Bei diesem Satz musste sie schlucken. Es war nötig. Irgendwann würde man über ihr Vergehen Bescheid wissen. Irgendwann würde man sie dafür zum Tode verurteilen, das konnte sie deutlich spüren. Bevor ihre Mutter etwas erwidern konnte, läutete unten die Glocke. Rasch richtete sie sich auf und öffnete die Türe.

„Ich bringe dir das Abendessen hoch, versprochen", sagte sie ihrer Mutter und huschte in den Gang.

Auf halbem Weg nach unten traf sie auf Phillip. Er sah mitgenommen aus und schien nicht wirklich seine Ruhe gefunden zu haben. Neben ihm stand ein blonder Junge, dessen Augen immer wieder verstört hin und her huschten.

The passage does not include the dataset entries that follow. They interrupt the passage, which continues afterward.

// ABOUTME: Environment variable name constants
// ABOUTME: Centralized definitions of all environment variable names read by tagkit

// Lifecycle behaviour
pub const TAGGING_UNTAG_ON_DELETE: &str = "TAGGING_UNTAG_ON_DELETE";
pub const TAGGING_DELETE_UNUSED_TAGS: &str = "TAGGING_DELETE_UNUSED_TAGS";

// Translations
pub const TAGGING_LOCALE: &str = "TAGGING_LOCALE";

// Database
pub const TAGGING_DATABASE_URL: &str = "TAGGING_DATABASE_URL";
pub const TAGGING_MAX_CONNECTIONS: &str = "TAGGING_MAX_CONNECTIONS";

// Events
pub const TAGGING_EVENT_CHANNEL_SIZE: &str = "TAGGING_EVENT_CHANNEL_SIZE";
// ABOUTME: Tag change notifications
// ABOUTME: Events broadcast after a join row is committed or removed

use serde::{Deserialize, Serialize};
use tagkit_tags::TaggableRef;

#[derive(Debug, Clone, PartialEq, Eq, Serialize, Deserialize)]
#[serde(tag = "type", rename_all = "snake_case")]
pub enum TagEvent {
    Added {
        taggable: TaggableRef,
        tag_slug: String,
    },
    Removed {
        taggable: TaggableRef,
        tag_slug: String,
    },
}

impl TagEvent {
    pub fn taggable(&self) -> &TaggableRef {
        match self {
            TagEvent::Added { taggable, .. } | TagEvent::Removed { taggable, .. } => taggable,
        }
    }

    pub fn tag_slug(&self) -> &str {
        match self {
            TagEvent::Added { tag_slug, .. } | TagEvent::Removed { tag_slug, .. } => tag_slug,
        }
    }
}
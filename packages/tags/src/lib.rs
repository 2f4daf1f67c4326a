// ABOUTME: Tag registry for taggable entities
// ABOUTME: Provides types and storage for tags, tag groups, join rows, and translations

pub mod groups;
pub mod storage;
pub mod translations;
pub mod types;

// Re-export main types
pub use groups::TagGroupStorage;
pub use storage::TagStorage;
pub use translations::TranslationStorage;
pub use types::{Tag, TagCount, TagGroup, TaggableRef, Tagged, TagTranslation};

Ein leichtes Lächeln bildete sich auf seinen Lippen, als er sie erblickte und sie zwang sich zu einem ebenfalls erleichterten Gesichtsausdruck, doch sie hatte das Gefühl, dass er ihr deutlich misslang. Doch Phillip sagte nichts, sondern umarmte sie ohne Begrüssung. Sie atmete in seinen Armen tief durch. Es fühlte sich so gut an in seinen Armen zu sein, obwohl sie genau wusste, wie falsch dieses Gefühl war. Er liess sie auch viel zu früh wieder los und sie gingen gemeinsam die restlichen Treppen bis in den Gemeinschaftsraum hinunter.

„Hat sich deine Mutter ausgeruht?", fragte er und der blonde Junge blickte sie neugierig an.

Sie zuckte mit den Schultern. „Sie hat vorhin glaub geschlafen."

Besorgt musterte er sie von der Seite und seufzte. „Hast du dich etwa nicht ausgeruht?", hackte er nach.

Verärgert rollte sie mit den Augen.

„Ich war nun mal nicht müde."

Phillip sagte nichts mehr dazu und drehte sich zu dem blonden Jungen um, der nun wieder auf seine Füsse starrte und plötzlich niedergeschlagen und traurig wirkte.

„Das ist Helena", sagte er zu ihm und der Junge blickte auf. Seine Augen musterten Helena eingehend und er nickte. „Sie ist meine beste Freundin."

Helena rang sich um ein freundliches Lächeln, doch seine Worten fühlten sich noch immer wie Messerstiche an. Rasch wandte sie den Blick ab und studierte die Wände.